Langsung ku ambil tasku dan berjalan menuju pemberhentian bus dengan kesal. Sampai sekarang pun dia tetap menyebalkan. Di hadapan teman-temannya dia berlagak mempersilahkan orang lain untuk mengantarkanku pulang. Biasanya aku sebal, lalu berjalan cepat berharap seperti di film-film romantis, si cowok mengejarku. Ah, mana mungkin, pikirku. Beberapa detik kemudian handphoneku berdering, dia menelpon dan menyuruhku menunggunya di pemberhentian bus. Ya walaupun berbeda skenario dengan film yang biasa ku tonton, tetapi dia tidak kalah romantisnya.

“Gimana kabarmu dengan Angga?” Tanya Rafi.

“Baik,” jawabku sekenanya.

“Bahagia ya dirimu? Jelas lah, jadian dengan orang populer,” ujarnya sinis.

“Setidaknya aku berani memilih, tidak sepertimu,” sindirku sambil meninggalkannya.

Kenapa lelaki suka sekali menyalahkan perempuan? Seharusnya mereka tahu, bahwa perempuan tidak butuh janji-janji manis. Tidak butuh kepada lelaki yang tidak berani memilih, yang hanya berani menyanjung wanita. Setidaknya Angga sudah berani menyatakan perasaannya, berani untuk memilih. Meski nanti jika cinta kami kandas di tengah jalan, setidaknya kami sudah berusaha untuk bertahan. Juga tidak berakhir seperti cerita-cerita cinta tak tersampaikan.

Ibu pernah menasehatiku, mencari calon suami itu tidak harus satu pikiran dengan kita, tidak melulu sama atau serba sama, tetapi justru dengan perbedaan itu yang bisa melengkapi satu sama lain. Dia yang membawaku kepada dunia realitas yang tidak melulu hidup dalam imajinasi atau khayalan-khayalan konyol.
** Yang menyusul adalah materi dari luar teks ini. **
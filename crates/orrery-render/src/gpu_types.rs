//! GPU-compatible data types

use bytemuck::{Pod, Zeroable};
use glam::{Mat3, Mat4, Vec3};

/// Mesh vertex: position, texture coordinate, normal
#[repr(C)]
#[derive(Clone, Copy, Debug, PartialEq, Pod, Zeroable)]
pub struct MeshVertex {
    pub position: [f32; 3],
    pub tex_coord: [f32; 2],
    pub normal: [f32; 3],
}

impl MeshVertex {
    const ATTRIBUTES: [wgpu::VertexAttribute; 3] =
        wgpu::vertex_attr_array![0 => Float32x3, 1 => Float32x2, 2 => Float32x3];

    pub fn layout() -> wgpu::VertexBufferLayout<'static> {
        wgpu::VertexBufferLayout {
            array_stride: std::mem::size_of::<MeshVertex>() as u64,
            step_mode: wgpu::VertexStepMode::Vertex,
            attributes: &Self::ATTRIBUTES,
        }
    }
}

/// Per-instance data for the instanced body draw
#[repr(C)]
#[derive(Clone, Copy, Debug, Pod, Zeroable)]
pub struct InstanceRaw {
    /// Model matrix, column major
    pub model: [[f32; 4]; 4],
    /// Inverse-transpose of the model's upper 3x3, column major
    pub normal: [[f32; 3]; 3],
    /// 1.0 for self-lit bodies (the anchor), 0.0 for Phong-lit ones
    pub emissive: f32,
}

impl InstanceRaw {
    const ATTRIBUTES: [wgpu::VertexAttribute; 8] = wgpu::vertex_attr_array![
        3 => Float32x4, 4 => Float32x4, 5 => Float32x4, 6 => Float32x4,
        7 => Float32x3, 8 => Float32x3, 9 => Float32x3,
        10 => Float32,
    ];

    pub fn new(model: Mat4, emissive: bool) -> Self {
        let upper = Mat3::from_mat4(model);
        // Zero scale collapses the basis; keep normals finite
        let normal = if upper.determinant().abs() > f32::EPSILON {
            upper.inverse().transpose()
        } else {
            Mat3::IDENTITY
        };
        Self {
            model: model.to_cols_array_2d(),
            normal: normal.to_cols_array_2d(),
            emissive: if emissive { 1.0 } else { 0.0 },
        }
    }

    /// Instance data for a transform list; index 0 is the self-lit anchor
    pub fn from_transforms(transforms: &[Mat4]) -> Vec<Self> {
        transforms
            .iter()
            .enumerate()
            .map(|(i, model)| Self::new(*model, i == 0))
            .collect()
    }

    pub fn layout() -> wgpu::VertexBufferLayout<'static> {
        wgpu::VertexBufferLayout {
            array_stride: std::mem::size_of::<InstanceRaw>() as u64,
            step_mode: wgpu::VertexStepMode::Instance,
            attributes: &Self::ATTRIBUTES,
        }
    }
}

/// Orbit ring vertex with baked color
#[repr(C)]
#[derive(Clone, Copy, Debug, Pod, Zeroable)]
pub struct LineVertex {
    pub position: [f32; 3],
    pub color: [f32; 3],
}

impl LineVertex {
    const ATTRIBUTES: [wgpu::VertexAttribute; 2] =
        wgpu::vertex_attr_array![0 => Float32x3, 1 => Float32x3];

    pub fn layout() -> wgpu::VertexBufferLayout<'static> {
        wgpu::VertexBufferLayout {
            array_stride: std::mem::size_of::<LineVertex>() as u64,
            step_mode: wgpu::VertexStepMode::Vertex,
            attributes: &Self::ATTRIBUTES,
        }
    }
}

/// Point light parameters for the Phong pass
#[repr(C)]
#[derive(Clone, Copy, Debug, Pod, Zeroable)]
pub struct LightUniform {
    pub position: [f32; 3],
    pub ambient: f32,
    pub color: [f32; 3],
    pub specular: f32,
    pub shininess: f32,
    pub _pad0: [f32; 3],
}

impl LightUniform {
    pub const AMBIENT: f32 = 0.4;
    pub const SPECULAR: f32 = 0.5;
    pub const SHININESS: f32 = 32.0;

    /// White light at `position`
    pub fn at(position: Vec3) -> Self {
        Self {
            position: position.to_array(),
            ambient: Self::AMBIENT,
            color: [1.0, 1.0, 1.0],
            specular: Self::SPECULAR,
            shininess: Self::SHININESS,
            _pad0: [0.0; 3],
        }
    }
}

#[cfg(test)]
mod tests {
    use super::*;

    #[test]
    fn test_layout_sizes() {
        assert_eq!(std::mem::size_of::<MeshVertex>(), 32);
        assert_eq!(std::mem::size_of::<InstanceRaw>(), 104);
        assert_eq!(std::mem::size_of::<LineVertex>(), 24);
        assert_eq!(std::mem::size_of::<LightUniform>() % 16, 0);
    }

    #[test]
    fn test_only_first_instance_is_emissive() {
        let transforms = vec![Mat4::IDENTITY; 3];
        let flags: Vec<f32> = InstanceRaw::from_transforms(&transforms)
            .iter()
            .map(|i| i.emissive)
            .collect();
        assert_eq!(flags, vec![1.0, 0.0, 0.0]);
    }

    #[test]
    fn test_normal_matrix_undoes_uniform_scale() {
        let model = Mat4::from_scale(Vec3::splat(2.0));
        let raw = InstanceRaw::new(model, false);
        assert!((raw.normal[0][0] - 0.5).abs() < 1e-6);
        assert!((raw.normal[1][1] - 0.5).abs() < 1e-6);
    }

    #[test]
    fn test_zero_scale_keeps_normals_finite() {
        let raw = InstanceRaw::new(Mat4::from_scale(Vec3::ZERO), false);
        assert!(raw.normal.iter().flatten().all(|v| v.is_finite()));
    }
}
Juga dengan kedewasaannya sabar menghadapiku yang kekanak-kanakan, walaupun terkadang dia juga seperti itu.

Dia yang selalu mengajarkanku bahwa dalam cinta bukan hanya belajar bagaimana mencintai seseorang, tetapi juga belajar bagaimana rasanya kehilangan seseorang. Dia juga mengingatkan bahwa kita tidak boleh buta terhadap cinta, bisa jadi dia sekarang bersamaku, keesokan harinya bisa berbeda cerita. Supaya suatu saat kita tegar pada waktu kehilangan seseorang yang amat dicintai. Tidak meronta-ronta bahkan meratapinya bertahun-tahun, tetapi dijadikannya sebagai pelajaran.
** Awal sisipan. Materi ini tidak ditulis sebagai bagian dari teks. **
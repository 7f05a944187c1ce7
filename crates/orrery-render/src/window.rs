//! Window management and input handling

use std::collections::HashSet;
use std::sync::Arc;
use std::time::Instant;

use winit::{
    application::ApplicationHandler,
    dpi::PhysicalSize,
    event::{ElementState, WindowEvent},
    event_loop::{ActiveEventLoop, ControlFlow, EventLoop},
    keyboard::{KeyCode, PhysicalKey},
    window::{Window, WindowId},
};

use crate::config::RenderConfig;
use crate::input::{apply_held_keys, KeyAction};
use crate::renderer::Renderer;

pub struct App {
    window: Option<Arc<Window>>,
    renderer: Option<Renderer>,
    options: RenderConfig,

    // Input state
    keys_pressed: HashSet<KeyCode>,

    // Timing
    last_frame: Instant,

    /// First fatal error; returned from `run` after the loop exits
    error: Option<anyhow::Error>,
}

impl App {
    pub fn new(options: RenderConfig) -> Self {
        Self {
            window: None,
            renderer: None,
            options,
            keys_pressed: HashSet::new(),
            last_frame: Instant::now(),
            error: None,
        }
    }

    fn handle_input(&mut self, dt: f32) {
        if let Some(renderer) = &mut self.renderer {
            apply_held_keys(&mut renderer.camera, &self.keys_pressed, dt);
        }
    }

    fn handle_action(&mut self, action: KeyAction, event_loop: &ActiveEventLoop) {
        if action == KeyAction::Exit {
            event_loop.exit();
            return;
        }

        let Some(r) = &mut self.renderer else {
            return;
        };

        match action {
            KeyAction::ToggleOrbits => r.toggle_orbits(),
            KeyAction::ResetCamera => r.reset_camera(),
            KeyAction::TogglePause => {
                r.time_controller.toggle_pause();
                tracing::info!("Paused: {}", r.time_controller.is_paused());
            }
            KeyAction::SlowDown => {
                r.time_controller.halve_rate();
                tracing::info!("Time rate: {}x", r.time_controller.rate());
            }
            KeyAction::SpeedUp => {
                r.time_controller.double_rate();
                tracing::info!("Time rate: {}x", r.time_controller.rate());
            }
            KeyAction::Exit => {}
        }
    }

    fn fail(&mut self, event_loop: &ActiveEventLoop, error: anyhow::Error) {
        tracing::error!("{error:#}");
        self.error.get_or_insert(error);
        event_loop.exit();
    }
}

impl ApplicationHandler for App {
    fn resumed(&mut self, event_loop: &ActiveEventLoop) {
        if self.window.is_some() {
            return;
        }

        let window_attrs = Window::default_attributes()
            .with_title("Orrery")
            .with_inner_size(PhysicalSize::new(self.options.width, self.options.height));

        let window = match event_loop.create_window(window_attrs) {
            Ok(window) => Arc::new(window),
            Err(e) => return self.fail(event_loop, e.into()),
        };

        let renderer = match pollster::block_on(Renderer::new(Arc::clone(&window), &self.options)) {
            Ok(renderer) => renderer,
            Err(e) => return self.fail(event_loop, e.context("Failed to create renderer")),
        };

        window.request_redraw();
        self.window = Some(window);
        self.renderer = Some(renderer);
        self.last_frame = Instant::now();
    }

    fn window_event(&mut self, event_loop: &ActiveEventLoop, _id: WindowId, event: WindowEvent) {
        match event {
            WindowEvent::CloseRequested => {
                event_loop.exit();
            }

            WindowEvent::Resized(size) => {
                if let Some(renderer) = &mut self.renderer {
                    renderer.resize(size);
                }
            }

            WindowEvent::KeyboardInput { event, .. } => {
                if let PhysicalKey::Code(key) = event.physical_key {
                    match event.state {
                        ElementState::Pressed => {
                            self.keys_pressed.insert(key);

                            // Toggles fire once per press, not on auto-repeat
                            if !event.repeat {
                                if let Some(action) = KeyAction::from_key(key) {
                                    self.handle_action(action, event_loop);
                                }
                            }
                        }
                        ElementState::Released => {
                            self.keys_pressed.remove(&key);
                        }
                    }
                }
            }

            WindowEvent::Focused(false) => {
                self.keys_pressed.clear();
            }

            WindowEvent::RedrawRequested => {
                let now = Instant::now();
                let dt = (now - self.last_frame).as_secs_f32();
                self.last_frame = now;

                self.handle_input(dt);

                if let Some(renderer) = &mut self.renderer {
                    renderer.update(dt);
                    if let Err(e) = renderer.render() {
                        return self.fail(event_loop, e);
                    }

                    if let Some(window) = &self.window {
                        window.set_title(&format!("Orrery | {}", renderer.get_info()));
                    }
                }

                if let Some(window) = &self.window {
                    window.request_redraw();
                }
            }

            _ => {}
        }
    }
}

/// Open the window and run until it is closed
pub fn run(options: RenderConfig) -> anyhow::Result<()> {
    let event_loop = EventLoop::new()?;
    event_loop.set_control_flow(ControlFlow::Poll);

    let mut app = App::new(options);
    event_loop.run_app(&mut app)?;

    match app.error.take() {
        Some(e) => Err(e),
        None => Ok(()),
    }
}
                                                                    ***
Tidak sadar sudah setengah jam aku melamun, make upku sudah selesai ternyata. Bertahun-tahun mukaku polos tanpa polesan baru kali ini aku melihat wajahku tampil berbeda sekali, bisa dikatakan lumayan cantik. Hari ini aku harus sabar memakai kebaya yang sangat feminim berjam-jam. Ibu sudah memanggilku untuk dibawa keluar, susah payah aku berjalan.

Di luar sana, ruangan sudah dipenuhi oleh para tamu. Mataku tertumbuk oleh seorang pria yang tidak asing bagiku dan dia tersenyum manis sekali kepadaku, Angga.